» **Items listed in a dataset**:
//! Volume records and block-hosting size arithmetic.

use serde::{Deserialize, Serialize};
use thiserror::Error;

use super::cluster::{drop_id, push_unique};
use super::{BlockVolumeEntry, PendingEntity, PendingMarker};
use crate::db::{Bucket, DbError, Record, Tx};
use crate::ids::generate_id;

/// Data protection scheme of a volume.
#[derive(Clone, Copy, Debug, Deserialize, Eq, PartialEq, Serialize)]
#[serde(tag = "type", rename_all = "snake_case")]
pub enum Durability {
    /// Plain distribution, one brick per set.
    None,
    /// Full copies on `replica` bricks per set.
    Replicate {
        /// Copies per brick set.
        replica: u32,
    },
    /// Erasure coding across `data + redundancy` bricks per set.
    Disperse {
        /// Data bricks per set.
        data: u32,
        /// Redundancy bricks per set.
        redundancy: u32,
    },
}

impl Default for Durability {
    fn default() -> Self {
        Self::Replicate { replica: 3 }
    }
}

impl Durability {
    /// Bricks in one set.
    #[must_use]
    pub const fn set_size(self) -> u32 {
        match self {
            Self::None => 1,
            Self::Replicate { replica } => replica,
            Self::Disperse { data, redundancy } => data.saturating_add(redundancy),
        }
    }

    /// Bricks in one set whose capacity adds up to the set's usable size.
    #[must_use]
    pub const fn data_bricks(self) -> u32 {
        match self {
            Self::None | Self::Replicate { .. } => 1,
            Self::Disperse { data, .. } => data,
        }
    }
}

/// Snapshot reserve applied to brick thin pools.
#[derive(Clone, Copy, Debug, Deserialize, Eq, PartialEq, Serialize)]
pub struct SnapshotPolicy {
    /// Whether snapshots are enabled.
    pub enable: bool,
    /// Thin pool size as a percentage of brick size when enabled.
    pub factor_percent: u64,
}

impl Default for SnapshotPolicy {
    fn default() -> Self {
        Self {
            enable: false,
            factor_percent: 100,
        }
    }
}

impl SnapshotPolicy {
    /// Percentage applied to brick sizes when sizing thin pools.
    #[must_use]
    pub const fn effective_factor(self) -> u64 {
        if self.enable { self.factor_percent } else { 100 }
    }
}

/// Whether new block volumes may be placed on a block-hosting volume.
#[derive(Clone, Copy, Debug, Default, Deserialize, Eq, PartialEq, Serialize)]
#[serde(rename_all = "kebab-case")]
pub enum BlockRestriction {
    /// Accepts new block volumes.
    #[default]
    Unrestricted,
    /// Refuses new block volumes.
    Locked,
    /// Refuses new block volumes until its reserved space is brought up to
    /// date.
    LockedByUpdate,
    /// A value this build does not recognise.
    #[serde(other)]
    Unknown,
}

impl BlockRestriction {
    /// Restrictiveness rank; higher is more restrictive.
    #[must_use]
    pub const fn rank(self) -> Option<u8> {
        match self {
            Self::Unrestricted => Some(0),
            Self::Locked => Some(1),
            Self::LockedByUpdate => Some(2),
            Self::Unknown => None,
        }
    }
}

/// Block-hosting budget of a volume, in GiB.
#[derive(Clone, Debug, Default, Deserialize, Eq, PartialEq, Serialize)]
pub struct BlockHostingInfo {
    /// Space available for new block volumes.
    pub free_size: u64,
    /// Space held back for filesystem overhead.
    pub reserved_size: u64,
    /// Hosted block volume ids.
    pub block_volumes: Vec<String>,
    /// Placement restriction.
    pub restriction: BlockRestriction,
}

/// Descriptive attributes of a volume.
#[derive(Clone, Debug, Default, Deserialize, Eq, PartialEq, Serialize)]
pub struct VolumeInfo {
    /// Volume identifier.
    pub id: String,
    /// Gluster volume name.
    pub name: String,
    /// Size in GiB.
    pub size: u64,
    /// Owning cluster. Empty until placed.
    pub cluster_id: String,
    /// Data protection scheme.
    pub durability: Durability,
    /// Snapshot reserve.
    pub snapshot: SnapshotPolicy,
    /// Extra `gluster volume set` options, as `key value` strings.
    pub gluster_options: Vec<String>,
    /// Whether this volume hosts block volumes.
    pub block: bool,
    /// Block-hosting budget; meaningful only when `block` is set.
    pub block_info: BlockHostingInfo,
}

/// A distributed volume and its bricks.
#[derive(Clone, Debug, Default, Deserialize, Eq, PartialEq, Serialize)]
pub struct VolumeEntry {
    /// Volume attributes.
    pub info: VolumeInfo,
    /// Brick ids in set order.
    pub bricks: Vec<String>,
    /// Owning operation, if pending.
    pub pending: PendingMarker,
}

impl Record for VolumeEntry {
    const BUCKET: Bucket = Bucket::Volume;

    fn record_id(&self) -> &str {
        &self.info.id
    }
}

impl PendingEntity for VolumeEntry {
    fn entity_id(&self) -> &str {
        &self.info.id
    }

    fn pending(&self) -> &PendingMarker {
        &self.pending
    }

    fn pending_mut(&mut self) -> &mut PendingMarker {
        &mut self.pending
    }
}

/// Raised when a block-hosting budget change would break its invariants.
#[derive(Clone, Debug, Error, Eq, PartialEq)]
pub enum BlockSizeError {
    /// Raised when the volume is not block-hosting.
    #[error("volume {volume} is not a block hosting volume")]
    NotBlockHosting {
        /// Volume identifier.
        volume: String,
    },
    /// Raised when a field would drop below zero.
    #[error("volume {volume} {field} may not be set less than zero")]
    Negative {
        /// Volume identifier.
        volume: String,
        /// Field being modified.
        field: &'static str,
    },
    /// Raised when free plus reserved would exceed the volume size.
    #[error("volume {volume} {field} may not be set greater than {size}")]
    Overflow {
        /// Volume identifier.
        volume: String,
        /// Field being modified.
        field: &'static str,
        /// Volume size in GiB.
        size: u64,
    },
}

#[derive(Clone, Copy)]
enum Budget {
    Free,
    Reserved,
}

impl Budget {
    const fn label(self) -> &'static str {
        match self {
            Self::Free => "free size",
            Self::Reserved => "reserved size",
        }
    }
}

/// Usable share of a raw block-hosting size: 98%, rounded down.
#[must_use]
#[expect(
    clippy::integer_division,
    reason = "the reservation is defined as a floored percentage"
)]
pub const fn reduce_raw_size(size: u64) -> u64 {
    size.saturating_mul(98) / 100
}

impl VolumeEntry {
    /// Creates an unplaced volume of `size` GiB. An empty `name` becomes
    /// `vol_<id>`.
    #[must_use]
    pub fn new(name: &str, size: u64, durability: Durability) -> Self {
        let id = generate_id();
        let resolved = if name.trim().is_empty() {
            format!("vol_{id}")
        } else {
            name.trim().to_owned()
        };
        Self {
            info: VolumeInfo {
                id,
                name: resolved,
                size,
                durability,
                ..VolumeInfo::default()
            },
            bricks: Vec::new(),
            pending: PendingMarker::Unowned,
        }
    }

    /// Creates an unplaced block-hosting volume of `size` GiB.
    #[must_use]
    pub fn new_block_hosting(size: u64, options: &[String]) -> Self {
        let mut volume = Self::new("", size, Durability::default());
        volume.info.block = true;
        volume.info.gluster_options = options.to_vec();
        volume
    }

    /// Records a brick in set order.
    pub fn brick_add(&mut self, id: &str) {
        push_unique(&mut self.bricks, id);
    }

    /// Forgets a brick.
    pub fn brick_delete(&mut self, id: &str) {
        drop_id(&mut self.bricks, id);
    }

    fn modify(&mut self, budget: Budget, delta: i64) -> Result<(), BlockSizeError> {
        let field = budget.label();
        if !self.info.block {
            return Err(BlockSizeError::NotBlockHosting {
                volume: self.info.id.clone(),
            });
        }
        let hosting = &self.info.block_info;
        let (current, other) = match budget {
            Budget::Free => (hosting.free_size, hosting.reserved_size),
            Budget::Reserved => (hosting.reserved_size, hosting.free_size),
        };
        let next = current
            .checked_add_signed(delta)
            .ok_or_else(|| BlockSizeError::Negative {
                volume: self.info.id.clone(),
                field,
            })?;
        if next.saturating_add(other) > self.info.size {
            return Err(BlockSizeError::Overflow {
                volume: self.info.id.clone(),
                field,
                size: self.info.size,
            });
        }
        match budget {
            Budget::Free => self.info.block_info.free_size = next,
            Budget::Reserved => self.info.block_info.reserved_size = next,
        }
        Ok(())
    }

    /// Adjusts the free block-hosting space by `delta` GiB: negative when a
    /// block volume takes space, positive when space is returned.
    ///
    /// # Errors
    ///
    /// Returns [`BlockSizeError`] when the result would be negative or free
    /// plus reserved would exceed the volume size. The entry is unchanged on
    /// error.
    pub fn modify_free_size(&mut self, delta: i64) -> Result<(), BlockSizeError> {
        tracing::debug!(
            volume = %self.info.id,
            free = self.info.block_info.free_size,
            delta,
            "modifying free size"
        );
        self.modify(Budget::Free, delta)
    }

    /// Adjusts the reserved block-hosting space by `delta` GiB.
    ///
    /// # Errors
    ///
    /// Returns [`BlockSizeError`] under the same rules as
    /// [`VolumeEntry::modify_free_size`].
    pub fn modify_reserved_size(&mut self, delta: i64) -> Result<(), BlockSizeError> {
        tracing::debug!(
            volume = %self.info.id,
            reserved = self.info.block_info.reserved_size,
            delta,
            "modifying reserved size"
        );
        self.modify(Budget::Reserved, delta)
    }

    /// Adds `delta` GiB of raw capacity, splitting it into free space and a
    /// reservation.
    ///
    /// # Errors
    ///
    /// Returns [`BlockSizeError`] when the split breaks the budget.
    pub fn add_raw_capacity(&mut self, delta: u64) -> Result<(), BlockSizeError> {
        let free_delta = reduce_raw_size(delta);
        let reserved_delta = delta.saturating_sub(free_delta);
        self.modify_free_size(signed(free_delta))?;
        self.modify_reserved_size(signed(reserved_delta))
    }

    /// Resets the budget to describe `size` GiB of raw capacity.
    ///
    /// # Errors
    ///
    /// Returns [`BlockSizeError`] when the split breaks the budget.
    pub fn set_raw_capacity(&mut self, size: u64) -> Result<(), BlockSizeError> {
        self.info.block_info.free_size = 0;
        self.info.block_info.reserved_size = 0;
        self.add_raw_capacity(size)
    }

    /// Space that must be reserved for this volume's size.
    #[must_use]
    pub const fn required_reservation(&self) -> u64 {
        self.info.size.saturating_sub(reduce_raw_size(self.info.size))
    }

    /// Total size of committed block volumes hosted here. Pending block
    /// volumes do not count.
    ///
    /// # Errors
    ///
    /// Returns [`DbError`] when a hosted block volume cannot be loaded, or
    /// [`BlockSizeError::NotBlockHosting`] wrapped by the caller's error type.
    pub fn total_size_block_volumes(&self, tx: &Tx<'_>) -> Result<u64, HostedSizeError> {
        if !self.info.block {
            return Err(HostedSizeError::Size(BlockSizeError::NotBlockHosting {
                volume: self.info.id.clone(),
            }));
        }
        let mut used: u64 = 0;
        for id in &self.info.block_info.block_volumes {
            let bvol = tx.load::<BlockVolumeEntry>(id)?;
            if bvol.pending.is_pending() {
                continue;
            }
            used = used.saturating_add(bvol.info.size);
        }
        Ok(used)
    }

    /// Returns `true` when size equals used plus free plus reserved.
    #[must_use]
    pub fn block_hosting_size_is_correct(&self, used: u64) -> bool {
        let unused = self
            .info
            .block_info
            .free_size
            .saturating_add(self.info.block_info.reserved_size);
        let correct = self.info.size == used.saturating_add(unused);
        if !correct {
            tracing::warn!(
                volume = %self.info.id,
                size = self.info.size,
                used,
                free = self.info.block_info.free_size,
                reserved = self.info.block_info.reserved_size,
                "block hosting size mismatch"
            );
        }
        correct
    }
}

/// Errors from [`VolumeEntry::total_size_block_volumes`].
#[derive(Clone, Debug, Error, Eq, PartialEq)]
pub enum HostedSizeError {
    /// Store access failed.
    #[error(transparent)]
    Db(#[from] DbError),
    /// The volume is not block-hosting.
    #[error(transparent)]
    Size(#[from] BlockSizeError),
}

pub(crate) fn signed(value: u64) -> i64 {
    i64::try_from(value).unwrap_or(i64::MAX)
}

» **What you should do**:
Filter by the word "serde": copy every line of the data that holds it.

» **Finished task**:
use serde::{Deserialize, Serialize};
#[serde(tag = "type", rename_all = "snake_case")]
#[serde(rename_all = "kebab-case")]
    #[serde(other)]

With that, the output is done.